───── TASK DATA ─────

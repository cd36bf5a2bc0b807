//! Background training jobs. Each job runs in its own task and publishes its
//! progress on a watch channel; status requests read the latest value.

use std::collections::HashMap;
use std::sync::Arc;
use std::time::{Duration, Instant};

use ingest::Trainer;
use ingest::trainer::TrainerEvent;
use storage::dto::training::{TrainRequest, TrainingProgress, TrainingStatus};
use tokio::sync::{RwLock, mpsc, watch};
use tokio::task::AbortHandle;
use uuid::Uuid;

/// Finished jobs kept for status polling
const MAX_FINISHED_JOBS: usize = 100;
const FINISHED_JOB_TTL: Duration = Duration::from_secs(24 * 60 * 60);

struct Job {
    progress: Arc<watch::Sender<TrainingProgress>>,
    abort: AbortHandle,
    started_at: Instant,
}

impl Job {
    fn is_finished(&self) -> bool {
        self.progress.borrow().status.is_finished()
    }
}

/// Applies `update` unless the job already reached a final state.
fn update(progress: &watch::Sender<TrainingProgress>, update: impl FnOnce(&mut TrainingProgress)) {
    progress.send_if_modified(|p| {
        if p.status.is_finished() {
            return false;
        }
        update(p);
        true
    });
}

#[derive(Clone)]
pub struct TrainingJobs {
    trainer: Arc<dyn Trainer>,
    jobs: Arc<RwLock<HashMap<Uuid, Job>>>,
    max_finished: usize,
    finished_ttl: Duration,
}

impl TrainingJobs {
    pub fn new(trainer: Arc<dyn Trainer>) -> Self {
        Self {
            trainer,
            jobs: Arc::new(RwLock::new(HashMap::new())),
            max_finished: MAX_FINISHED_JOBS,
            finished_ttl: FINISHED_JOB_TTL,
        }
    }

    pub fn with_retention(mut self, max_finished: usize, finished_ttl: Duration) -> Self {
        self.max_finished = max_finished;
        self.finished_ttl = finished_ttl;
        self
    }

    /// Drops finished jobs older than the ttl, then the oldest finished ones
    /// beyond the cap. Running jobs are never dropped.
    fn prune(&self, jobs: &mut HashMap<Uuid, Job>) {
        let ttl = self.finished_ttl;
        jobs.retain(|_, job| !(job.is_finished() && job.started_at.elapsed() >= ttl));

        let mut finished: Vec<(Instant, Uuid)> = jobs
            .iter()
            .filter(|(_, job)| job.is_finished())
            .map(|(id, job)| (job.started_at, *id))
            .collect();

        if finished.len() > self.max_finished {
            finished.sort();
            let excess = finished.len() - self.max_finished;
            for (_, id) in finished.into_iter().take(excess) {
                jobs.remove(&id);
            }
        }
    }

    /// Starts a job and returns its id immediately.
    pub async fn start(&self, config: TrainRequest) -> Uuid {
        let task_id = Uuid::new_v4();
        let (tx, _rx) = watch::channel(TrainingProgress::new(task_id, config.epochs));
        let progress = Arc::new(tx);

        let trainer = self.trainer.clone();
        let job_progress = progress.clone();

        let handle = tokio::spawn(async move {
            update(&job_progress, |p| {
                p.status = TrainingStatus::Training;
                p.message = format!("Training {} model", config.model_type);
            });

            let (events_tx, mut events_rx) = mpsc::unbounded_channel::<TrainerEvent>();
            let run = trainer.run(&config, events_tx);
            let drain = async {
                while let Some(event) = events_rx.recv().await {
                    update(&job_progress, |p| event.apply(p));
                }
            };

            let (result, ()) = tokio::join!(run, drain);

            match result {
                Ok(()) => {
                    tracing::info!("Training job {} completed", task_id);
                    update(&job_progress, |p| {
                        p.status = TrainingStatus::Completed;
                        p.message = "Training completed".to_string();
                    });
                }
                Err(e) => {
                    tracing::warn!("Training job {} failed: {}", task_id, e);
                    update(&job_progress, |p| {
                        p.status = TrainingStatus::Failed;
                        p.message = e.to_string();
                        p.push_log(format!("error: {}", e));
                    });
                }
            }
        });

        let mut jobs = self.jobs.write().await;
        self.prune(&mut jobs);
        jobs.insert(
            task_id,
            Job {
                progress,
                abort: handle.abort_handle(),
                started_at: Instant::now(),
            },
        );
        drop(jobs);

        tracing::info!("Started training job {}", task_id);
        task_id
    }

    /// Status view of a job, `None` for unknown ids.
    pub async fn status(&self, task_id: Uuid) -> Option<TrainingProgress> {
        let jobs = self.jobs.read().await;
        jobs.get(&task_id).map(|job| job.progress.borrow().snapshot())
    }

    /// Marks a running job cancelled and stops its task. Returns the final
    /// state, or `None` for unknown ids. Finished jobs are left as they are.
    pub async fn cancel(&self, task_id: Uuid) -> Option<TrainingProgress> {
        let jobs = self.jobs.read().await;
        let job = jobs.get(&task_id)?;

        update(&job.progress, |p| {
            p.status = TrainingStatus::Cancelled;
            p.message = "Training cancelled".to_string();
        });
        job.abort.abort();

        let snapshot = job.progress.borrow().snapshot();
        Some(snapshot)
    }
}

─────
───── TASK DATA ─────

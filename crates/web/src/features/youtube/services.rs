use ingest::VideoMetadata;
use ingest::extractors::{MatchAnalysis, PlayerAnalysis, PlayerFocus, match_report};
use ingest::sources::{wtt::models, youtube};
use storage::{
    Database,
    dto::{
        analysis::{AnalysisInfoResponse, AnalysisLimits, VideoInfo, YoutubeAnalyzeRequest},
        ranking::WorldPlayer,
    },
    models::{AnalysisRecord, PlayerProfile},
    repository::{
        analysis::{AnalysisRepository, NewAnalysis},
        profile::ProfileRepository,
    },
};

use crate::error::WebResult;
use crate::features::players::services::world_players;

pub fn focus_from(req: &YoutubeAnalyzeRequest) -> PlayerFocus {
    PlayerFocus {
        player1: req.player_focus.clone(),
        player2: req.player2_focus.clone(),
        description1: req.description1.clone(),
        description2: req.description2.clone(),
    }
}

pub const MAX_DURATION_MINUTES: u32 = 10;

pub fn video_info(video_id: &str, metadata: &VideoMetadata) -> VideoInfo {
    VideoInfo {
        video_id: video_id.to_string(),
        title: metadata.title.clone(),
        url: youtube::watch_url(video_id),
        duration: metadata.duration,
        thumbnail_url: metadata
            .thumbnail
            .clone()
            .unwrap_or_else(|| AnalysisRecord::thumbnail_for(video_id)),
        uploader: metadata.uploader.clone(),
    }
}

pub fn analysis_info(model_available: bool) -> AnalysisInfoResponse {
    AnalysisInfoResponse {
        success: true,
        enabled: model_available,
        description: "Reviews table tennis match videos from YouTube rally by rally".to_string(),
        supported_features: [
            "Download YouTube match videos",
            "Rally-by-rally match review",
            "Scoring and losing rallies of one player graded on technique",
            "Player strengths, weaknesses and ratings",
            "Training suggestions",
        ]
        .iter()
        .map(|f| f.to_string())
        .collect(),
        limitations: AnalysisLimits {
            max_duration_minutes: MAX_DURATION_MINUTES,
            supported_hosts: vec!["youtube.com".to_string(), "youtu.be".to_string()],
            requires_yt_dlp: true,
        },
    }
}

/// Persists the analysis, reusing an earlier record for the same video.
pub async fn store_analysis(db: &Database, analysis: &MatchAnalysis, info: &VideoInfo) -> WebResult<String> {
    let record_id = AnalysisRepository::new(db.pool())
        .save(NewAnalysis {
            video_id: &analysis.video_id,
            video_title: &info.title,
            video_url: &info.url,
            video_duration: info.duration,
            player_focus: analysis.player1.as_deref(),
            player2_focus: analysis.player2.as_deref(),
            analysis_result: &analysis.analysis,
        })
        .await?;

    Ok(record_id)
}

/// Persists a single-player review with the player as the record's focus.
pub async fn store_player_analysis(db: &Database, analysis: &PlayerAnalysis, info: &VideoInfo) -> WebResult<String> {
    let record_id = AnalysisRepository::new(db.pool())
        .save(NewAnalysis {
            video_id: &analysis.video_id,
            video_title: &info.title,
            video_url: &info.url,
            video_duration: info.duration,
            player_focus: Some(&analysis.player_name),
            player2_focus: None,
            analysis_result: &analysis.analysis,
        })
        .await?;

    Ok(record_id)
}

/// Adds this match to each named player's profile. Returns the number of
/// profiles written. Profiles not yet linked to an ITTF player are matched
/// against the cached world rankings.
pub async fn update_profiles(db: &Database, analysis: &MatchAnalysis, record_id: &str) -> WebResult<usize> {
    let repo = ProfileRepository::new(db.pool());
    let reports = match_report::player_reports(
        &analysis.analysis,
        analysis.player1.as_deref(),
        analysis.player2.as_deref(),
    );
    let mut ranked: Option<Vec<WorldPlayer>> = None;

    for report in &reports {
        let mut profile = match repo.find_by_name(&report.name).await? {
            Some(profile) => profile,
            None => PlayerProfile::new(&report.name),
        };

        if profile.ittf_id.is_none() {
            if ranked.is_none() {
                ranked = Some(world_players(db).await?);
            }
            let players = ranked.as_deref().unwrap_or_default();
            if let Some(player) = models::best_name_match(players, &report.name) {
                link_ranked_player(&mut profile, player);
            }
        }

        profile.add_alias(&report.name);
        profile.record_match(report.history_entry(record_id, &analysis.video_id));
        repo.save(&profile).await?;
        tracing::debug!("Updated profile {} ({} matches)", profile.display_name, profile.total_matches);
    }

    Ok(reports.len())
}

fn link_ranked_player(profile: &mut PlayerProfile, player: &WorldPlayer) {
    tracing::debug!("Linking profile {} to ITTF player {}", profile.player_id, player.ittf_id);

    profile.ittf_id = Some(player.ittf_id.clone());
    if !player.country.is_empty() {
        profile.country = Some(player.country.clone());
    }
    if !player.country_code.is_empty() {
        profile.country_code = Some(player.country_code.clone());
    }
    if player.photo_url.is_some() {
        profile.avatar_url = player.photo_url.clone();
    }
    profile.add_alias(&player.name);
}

─────
───── TASK DATA ─────

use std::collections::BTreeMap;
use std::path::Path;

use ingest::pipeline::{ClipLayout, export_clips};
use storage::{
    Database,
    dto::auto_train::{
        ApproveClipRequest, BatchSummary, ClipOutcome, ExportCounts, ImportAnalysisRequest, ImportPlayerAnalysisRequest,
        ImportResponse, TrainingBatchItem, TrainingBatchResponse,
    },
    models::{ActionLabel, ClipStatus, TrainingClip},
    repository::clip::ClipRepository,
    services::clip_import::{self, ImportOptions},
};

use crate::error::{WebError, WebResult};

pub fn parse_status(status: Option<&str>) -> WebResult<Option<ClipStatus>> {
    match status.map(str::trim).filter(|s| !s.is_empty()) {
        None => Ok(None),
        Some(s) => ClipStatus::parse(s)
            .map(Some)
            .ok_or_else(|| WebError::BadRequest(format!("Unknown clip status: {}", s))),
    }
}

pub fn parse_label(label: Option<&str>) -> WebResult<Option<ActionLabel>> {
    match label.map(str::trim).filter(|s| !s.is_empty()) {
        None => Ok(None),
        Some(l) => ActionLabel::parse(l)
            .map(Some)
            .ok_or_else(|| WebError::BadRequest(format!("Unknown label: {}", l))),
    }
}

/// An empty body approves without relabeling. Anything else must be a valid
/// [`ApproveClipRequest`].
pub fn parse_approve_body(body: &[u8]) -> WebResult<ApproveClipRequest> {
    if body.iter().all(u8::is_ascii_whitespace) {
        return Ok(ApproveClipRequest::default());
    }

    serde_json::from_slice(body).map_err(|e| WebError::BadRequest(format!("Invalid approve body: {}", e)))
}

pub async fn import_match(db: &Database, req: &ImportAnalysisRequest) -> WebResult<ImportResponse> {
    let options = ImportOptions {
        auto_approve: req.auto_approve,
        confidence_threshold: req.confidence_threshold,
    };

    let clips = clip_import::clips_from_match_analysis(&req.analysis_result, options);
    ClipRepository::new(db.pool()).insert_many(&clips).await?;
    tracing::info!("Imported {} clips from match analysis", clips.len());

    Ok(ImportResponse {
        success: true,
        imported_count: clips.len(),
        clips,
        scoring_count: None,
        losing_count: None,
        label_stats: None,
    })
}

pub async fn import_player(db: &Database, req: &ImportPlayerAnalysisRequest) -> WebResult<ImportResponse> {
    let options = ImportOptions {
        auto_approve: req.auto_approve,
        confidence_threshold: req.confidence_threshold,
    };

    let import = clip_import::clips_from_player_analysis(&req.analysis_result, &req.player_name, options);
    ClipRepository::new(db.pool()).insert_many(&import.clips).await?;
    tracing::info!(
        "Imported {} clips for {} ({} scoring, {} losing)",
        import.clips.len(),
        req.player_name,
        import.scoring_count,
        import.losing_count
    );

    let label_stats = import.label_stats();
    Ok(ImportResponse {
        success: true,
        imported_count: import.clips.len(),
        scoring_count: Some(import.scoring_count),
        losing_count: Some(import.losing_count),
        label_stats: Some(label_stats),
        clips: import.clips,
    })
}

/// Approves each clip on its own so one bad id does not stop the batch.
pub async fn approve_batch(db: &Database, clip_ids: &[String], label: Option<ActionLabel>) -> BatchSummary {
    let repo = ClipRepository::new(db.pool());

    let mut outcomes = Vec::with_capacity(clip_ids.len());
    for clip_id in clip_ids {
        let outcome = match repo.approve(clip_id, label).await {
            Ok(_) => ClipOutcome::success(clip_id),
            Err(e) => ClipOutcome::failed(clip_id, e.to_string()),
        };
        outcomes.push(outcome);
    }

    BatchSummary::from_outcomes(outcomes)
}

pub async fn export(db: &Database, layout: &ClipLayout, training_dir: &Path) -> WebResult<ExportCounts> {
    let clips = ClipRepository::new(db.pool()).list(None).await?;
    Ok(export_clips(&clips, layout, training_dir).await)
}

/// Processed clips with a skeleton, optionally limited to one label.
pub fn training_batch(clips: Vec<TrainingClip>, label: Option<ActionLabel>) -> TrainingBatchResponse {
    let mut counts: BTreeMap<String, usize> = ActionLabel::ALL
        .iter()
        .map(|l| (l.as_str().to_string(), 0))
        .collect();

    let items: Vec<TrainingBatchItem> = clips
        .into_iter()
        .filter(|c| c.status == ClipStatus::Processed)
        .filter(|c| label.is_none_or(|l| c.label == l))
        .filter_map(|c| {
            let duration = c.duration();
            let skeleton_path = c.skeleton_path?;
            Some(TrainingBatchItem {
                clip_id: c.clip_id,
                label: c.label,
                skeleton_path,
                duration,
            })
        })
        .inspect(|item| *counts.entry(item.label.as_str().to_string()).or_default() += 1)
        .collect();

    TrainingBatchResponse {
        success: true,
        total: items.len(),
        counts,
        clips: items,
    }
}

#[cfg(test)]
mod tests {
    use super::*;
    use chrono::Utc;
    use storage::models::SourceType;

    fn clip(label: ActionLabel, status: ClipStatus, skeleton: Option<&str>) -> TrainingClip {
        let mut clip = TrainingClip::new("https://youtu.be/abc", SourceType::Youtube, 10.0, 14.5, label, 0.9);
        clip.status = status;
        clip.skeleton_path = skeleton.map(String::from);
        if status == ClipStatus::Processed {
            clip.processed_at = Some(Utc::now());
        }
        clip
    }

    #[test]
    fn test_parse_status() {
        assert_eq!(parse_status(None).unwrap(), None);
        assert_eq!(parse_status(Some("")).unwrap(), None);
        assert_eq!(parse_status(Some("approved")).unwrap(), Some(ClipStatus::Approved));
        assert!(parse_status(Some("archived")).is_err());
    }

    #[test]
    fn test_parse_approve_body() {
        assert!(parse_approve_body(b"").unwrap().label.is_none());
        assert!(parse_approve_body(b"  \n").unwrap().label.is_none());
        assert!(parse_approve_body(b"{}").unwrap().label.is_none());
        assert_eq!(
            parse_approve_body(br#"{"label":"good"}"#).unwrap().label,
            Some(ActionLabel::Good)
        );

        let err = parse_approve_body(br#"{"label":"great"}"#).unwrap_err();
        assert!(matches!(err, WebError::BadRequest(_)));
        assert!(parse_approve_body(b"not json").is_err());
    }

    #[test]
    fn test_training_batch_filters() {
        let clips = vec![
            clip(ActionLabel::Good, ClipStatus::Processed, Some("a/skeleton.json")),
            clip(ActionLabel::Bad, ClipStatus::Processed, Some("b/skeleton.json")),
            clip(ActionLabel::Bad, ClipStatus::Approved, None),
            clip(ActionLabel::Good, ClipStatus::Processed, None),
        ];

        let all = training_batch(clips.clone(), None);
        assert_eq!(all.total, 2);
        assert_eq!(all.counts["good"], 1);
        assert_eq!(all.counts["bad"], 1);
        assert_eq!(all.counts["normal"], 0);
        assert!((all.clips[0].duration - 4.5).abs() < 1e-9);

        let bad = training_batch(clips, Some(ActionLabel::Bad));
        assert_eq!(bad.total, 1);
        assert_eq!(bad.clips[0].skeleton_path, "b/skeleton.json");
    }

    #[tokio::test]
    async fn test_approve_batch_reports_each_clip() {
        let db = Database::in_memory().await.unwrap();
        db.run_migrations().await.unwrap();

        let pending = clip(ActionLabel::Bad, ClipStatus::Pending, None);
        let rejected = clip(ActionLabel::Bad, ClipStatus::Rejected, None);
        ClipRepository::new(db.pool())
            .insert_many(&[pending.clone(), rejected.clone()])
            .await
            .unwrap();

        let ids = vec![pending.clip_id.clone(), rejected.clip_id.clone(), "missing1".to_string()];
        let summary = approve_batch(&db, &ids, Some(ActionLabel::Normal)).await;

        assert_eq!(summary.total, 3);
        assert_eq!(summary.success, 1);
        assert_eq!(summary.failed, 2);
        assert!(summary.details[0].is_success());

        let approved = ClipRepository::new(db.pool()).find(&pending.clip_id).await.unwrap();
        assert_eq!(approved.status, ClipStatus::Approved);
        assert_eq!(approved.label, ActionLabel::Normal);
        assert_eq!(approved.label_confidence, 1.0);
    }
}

─────

From the records above, pick out and copy each line holding the word "ClipLayout".

- _EXERCISE ANSWER_
use ingest::pipeline::{ClipLayout, export_clips};
pub async fn export(db: &Database, layout: &ClipLayout, training_dir: &Path) -> WebResult<ExportCounts> {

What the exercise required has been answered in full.